Preuve 1 : les deux premières lignes sont impeccables. Preuve 2 : tous les accords au pluriel sont respectés. Or quand on fait des fautes « involontairement », l’accord au pluriel est le premier qui « saute » (excusez le verbe dans un contexte si peu explosif).
A partir de là, on peut supposer la démarche suivante : rajout de 4 types de fautes : faute 1 : supprimer l’accent sur les « à » ; faute 2 : un impératif écrit comme un infinitif « démonter » ; faute 3 : remplacer un « ses » par un « ces » (la faute « classique » ; on a le choix entre cette faute et l’autre confusion, entre et/est, dès le CE1) ; faute 4 : faire au masculin un accord qui doit être au féminin (« bombes… placés » : notons le respect du pluriel !).

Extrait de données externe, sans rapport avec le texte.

//! End-to-end Divine Chat flows with a paused tokio clock.

use std::time::Duration;

use nirvaha_core::chat::{DivineChat, REPLY_DELAY, REPLY_POOL, VOICE_PLACEHOLDER};
use nirvaha_core::voice::{CaptureOutcome, RecorderEvent, VoiceCapture};
use nirvaha_core::SpiritualGuide;

#[tokio::test(start_paused = true)]
async fn reply_arrives_only_after_delay() {
    let mut chat = DivineChat::new(SpiritualGuide::Krishna);
    let pending = chat.submit("Tell me about karma yoga").expect("non-empty input");

    // User message is visible before any time passes
    assert_eq!(chat.len(), 2);
    assert!(chat.is_typing());

    let settle = tokio::spawn(pending.settle(REPLY_DELAY));

    tokio::time::sleep(REPLY_DELAY - Duration::from_millis(1)).await;
    assert!(!settle.is_finished());

    tokio::time::sleep(Duration::from_millis(2)).await;
    let reply = settle.await.unwrap();

    assert!(chat.deliver(reply));
    assert_eq!(chat.len(), 3);
    let last = chat.messages().last().unwrap();
    assert!(last.from_assistant);
    assert!(REPLY_POOL.contains(&last.text.as_str()));
    assert!(!chat.is_typing());
}

#[tokio::test(start_paused = true)]
async fn each_submission_gets_exactly_one_reply() {
    let mut chat = DivineChat::new(SpiritualGuide::Shiva);
    let pendings: Vec<_> = ["one", "two", "three"]
        .iter()
        .filter_map(|text| chat.submit(text))
        .collect();
    assert_eq!(pendings.len(), 3);

    for pending in pendings {
        let reply = pending.settle(REPLY_DELAY).await;
        assert!(chat.deliver(reply));
    }

    let assistant = chat.messages().iter().filter(|m| m.from_assistant).count();
    let user = chat.messages().iter().filter(|m| !m.from_assistant).count();
    // greeting + three replies
    assert_eq!(assistant, 4);
    assert_eq!(user, 3);
}

#[tokio::test(start_paused = true)]
async fn reply_after_guide_switch_is_discarded() {
    let mut chat = DivineChat::new(SpiritualGuide::Krishna);
    let pending = chat.submit("How to find my dharma?").unwrap();

    chat.select_guide(SpiritualGuide::Ganesha);
    let reply = pending.settle(REPLY_DELAY).await;

    assert!(!chat.deliver(reply));
    assert_eq!(chat.len(), 1);
    assert_eq!(chat.messages()[0].text, SpiritualGuide::Ganesha.greeting());
}

#[tokio::test(start_paused = true)]
async fn voice_recording_becomes_placeholder_message() {
    let mut chat = DivineChat::default();
    let mut capture = VoiceCapture::new();

    capture.begin().unwrap();
    capture.handle(RecorderEvent::Started).unwrap();
    chat.set_recording(capture.is_recording());
    assert!(chat.is_recording());

    capture.handle(RecorderEvent::Chunk { bytes: 4096 }).unwrap();
    let outcome = capture.handle(RecorderEvent::Stopped).unwrap();
    chat.set_recording(capture.is_recording());
    assert!(!chat.is_recording());

    assert_eq!(outcome, Some(CaptureOutcome::Message(VOICE_PLACEHOLDER)));
    let pending = chat.submit_voice().unwrap();
    chat.deliver(pending.settle(REPLY_DELAY).await);

    assert_eq!(chat.messages()[1].text, VOICE_PLACEHOLDER);
    assert_eq!(chat.len(), 3);
}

Preuve des fautes rajoutées : le communiqué comporte un impératif correctement écrit (« prévenez ») ; et le terme de « toilettes » est utilisé deux fois correctement (« les toilettes » : pluriel, 1e ligne et avant-dernière ligne) puis il est changé, dans un 2eme temps, non seulement au singulier, mais, rajoutons-en une couche pour faire vraiment inculte, au masculin : « le toilette ». Rappelons que lorsque dans l’usage individuel, un mot n’est pas bien classé (faute de genre ou de nombre) il le reste « normalement » dans tous ses contextes d’usage !
Conclusion : texte réécrit, et mal réécrit. Texte dés-orthographié par quelqu’un qui écrit et parle trop bien pour savoir faire des fautes vraisemblables et cohérentes. Voilà pour le profil.